What the exercise asks – Should a line in the entries below contain "async", return that line.

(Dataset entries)
- - - - -
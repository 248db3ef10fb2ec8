//! File-tree cache storage: one JSON file per cache key.

use chrono::{DateTime, Utc};
use color_eyre::{eyre::eyre, Result};
use std::io::ErrorKind;
use std::path::{Path, PathBuf};
use std::sync::atomic::{AtomicU64, Ordering};
use std::time::Duration;
use tokio::task::JoinHandle;
use tracing::{debug, warn};

use super::traits::{CacheEntry, CacheError, CacheStorage};

/// Cache storage that keeps each entry in `<dir>/<key>.json`.
///
/// When opened inside a tokio runtime a background task removes expired
/// files every `check_interval`. The task is aborted when the storage drops.
pub struct FileStorage {
  dir: PathBuf,
  tmp_counter: AtomicU64,
  sweeper: Option<JoinHandle<()>>,
}

impl FileStorage {
  pub fn open(dir: &Path, check_interval: Duration) -> Result<Self> {
    std::fs::create_dir_all(dir)
      .map_err(|e| eyre!("Failed to create cache directory {}: {}", dir.display(), e))?;

    let sweeper = match tokio::runtime::Handle::try_current() {
      Ok(handle) => Some(handle.spawn(sweep_loop(dir.to_path_buf(), check_interval))),
      Err(_) => {
        debug!("No async runtime, file cache sweeper not started");
        None
      }
    };

    Ok(Self {
      dir: dir.to_path_buf(),
      tmp_counter: AtomicU64::new(0),
      sweeper,
    })
  }

  fn entry_path(&self, key: &str) -> PathBuf {
    self.dir.join(format!("{}.json", key))
  }

  /// Remove every expired entry file. Returns the number removed.
  pub fn sweep_expired(&self, now: DateTime<Utc>) -> Result<usize, CacheError> {
    sweep_dir(&self.dir, now)
  }
}

impl Drop for FileStorage {
  fn drop(&mut self) {
    if let Some(handle) = self.sweeper.take() {
      handle.abort();
    }
  }
}

impl CacheStorage for FileStorage {
  fn put(&self, key: &str, entry: &CacheEntry) -> Result<(), CacheError> {
    // Directory may have been removed since open.
    std::fs::create_dir_all(&self.dir)?;

    let data = serde_json::to_vec(entry)?;
    let n = self.tmp_counter.fetch_add(1, Ordering::Relaxed);
    let tmp = self
      .dir
      .join(format!("{}.{}.{}.tmp", key, std::process::id(), n));

    std::fs::write(&tmp, data)?;
    if let Err(e) = std::fs::rename(&tmp, self.entry_path(key)) {
      let _ = std::fs::remove_file(&tmp);
      return Err(e.into());
    }

    Ok(())
  }

  fn get(
    &self,
    key: &str,
    now: DateTime<Utc>,
    include_expired: bool,
  ) -> Result<Option<CacheEntry>, CacheError> {
    let data = match std::fs::read(self.entry_path(key)) {
      Ok(data) => data,
      Err(e) if e.kind() == ErrorKind::NotFound => return Ok(None),
      Err(e) => return Err(e.into()),
    };

    let entry: CacheEntry = serde_json::from_slice(&data)?;
    if entry.is_expired(now) && !include_expired {
      return Ok(None);
    }

    Ok(Some(entry))
  }
}

async fn sweep_loop(dir: PathBuf, check_interval: Duration) {
  let mut ticker = tokio::time::interval(check_interval);
  ticker.set_missed_tick_behavior(tokio::time::MissedTickBehavior::Delay);

  loop {
    ticker.tick().await;
    match sweep_dir(&dir, Utc::now()) {
      Ok(0) => {}
      Ok(n) => debug!(removed = n, dir = %dir.display(), "Swept expired cache files"),
      Err(e) => warn!(error = %e, dir = %dir.display(), "Cache sweep failed"),
    }
  }
}

fn sweep_dir(dir: &Path, now: DateTime<Utc>) -> Result<usize, CacheError> {
  let mut removed = 0;

  let entries = match std::fs::read_dir(dir) {
    Ok(entries) => entries,
    Err(e) if e.kind() == ErrorKind::NotFound => return Ok(0),
    Err(e) => return Err(e.into()),
  };

  for dir_entry in entries {
    let path = dir_entry?.path();
    if path.extension().and_then(|e| e.to_str()) != Some("json") {
      continue;
    }

    let expired = match std::fs::read(&path) {
      Ok(data) => match serde_json::from_slice::<CacheEntry>(&data) {
        Ok(entry) => entry.is_expired(now),
        // Unreadable entries can never be served.
        Err(_) => true,
      },
      Err(e) if e.kind() == ErrorKind::NotFound => false,
      Err(e) => return Err(e.into()),
    };

    if expired {
      match std::fs::remove_file(&path) {
        Ok(()) => removed += 1,
        Err(e) if e.kind() == ErrorKind::NotFound => {}
        Err(e) => return Err(e.into()),
      }
    }
  }

  Ok(removed)
}

#[cfg(test)]
mod tests {
  use super::*;
  use crate::http::HttpResponse;
  use tempfile::TempDir;

  fn entry(body: &str, stored_at: DateTime<Utc>, ttl_secs: u64) -> CacheEntry {
    CacheEntry::new(
      HttpResponse::new(200, body),
      stored_at,
      Duration::from_secs(ttl_secs),
    )
  }

  #[test]
  fn test_creates_directory_on_open() {
    let temp = TempDir::new().unwrap();
    let dir = temp.path().join("a").join("b");
    let _storage = FileStorage::open(&dir, Duration::from_secs(60)).unwrap();
    assert!(dir.is_dir());
  }

  #[test]
  fn test_put_get_roundtrip_preserves_bytes() {
    let temp = TempDir::new().unwrap();
    let storage = FileStorage::open(temp.path(), Duration::from_secs(60)).unwrap();
    let now = Utc::now();
    let stored = entry("{\"temp_c\":21.5}", now, 60);

    storage.put("abc", &stored).unwrap();
    let cached = storage.get("abc", now, false).unwrap().unwrap();

    assert_eq!(cached, stored);
    assert!(temp.path().join("abc.json").exists());
  }

  #[test]
  fn test_missing_key_is_miss() {
    let temp = TempDir::new().unwrap();
    let storage = FileStorage::open(temp.path(), Duration::from_secs(60)).unwrap();
    assert!(storage.get("nope", Utc::now(), true).unwrap().is_none());
  }

  #[test]
  fn test_expired_entry_only_with_include_expired() {
    let temp = TempDir::new().unwrap();
    let storage = FileStorage::open(temp.path(), Duration::from_secs(60)).unwrap();
    let now = Utc::now();
    storage
      .put("k", &entry("old", now - chrono::Duration::seconds(600), 60))
      .unwrap();

    assert!(storage.get("k", now, false).unwrap().is_none());
    assert!(storage.get("k", now, true).unwrap().is_some());
  }

  #[test]
  fn test_sweep_removes_only_expired() {
    let temp = TempDir::new().unwrap();
    let storage = FileStorage::open(temp.path(), Duration::from_secs(60)).unwrap();
    let now = Utc::now();
    storage
      .put("old", &entry("old", now - chrono::Duration::seconds(600), 60))
      .unwrap();
    storage.put("new", &entry("new", now, 60)).unwrap();
    std::fs::write(temp.path().join("garbage.json"), b"not json").unwrap();

    assert_eq!(storage.sweep_expired(now).unwrap(), 2);
    assert!(!temp.path().join("old.json").exists());
    assert!(temp.path().join("new.json").exists());
  }

  #[tokio::test(start_paused = true)]
  async fn test_background_sweeper_runs_on_interval() {
    let temp = TempDir::new().unwrap();
    let storage = FileStorage::open(temp.path(), Duration::from_secs(60)).unwrap();
    storage
      .put(
        "old",
        &entry("old", Utc::now() - chrono::Duration::seconds(600), 60),
      )
      .unwrap();

    // First tick fires immediately; give the sweeper a chance to run.
    tokio::time::sleep(Duration::from_secs(1)).await;
    assert!(!temp.path().join("old.json").exists());
  }
}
- - - - -
Solution to this exercise –
        debug!("No async runtime, file cache sweeper not started");
async fn sweep_loop(dir: PathBuf, check_interval: Duration) {
  async fn test_background_sweeper_runs_on_interval() {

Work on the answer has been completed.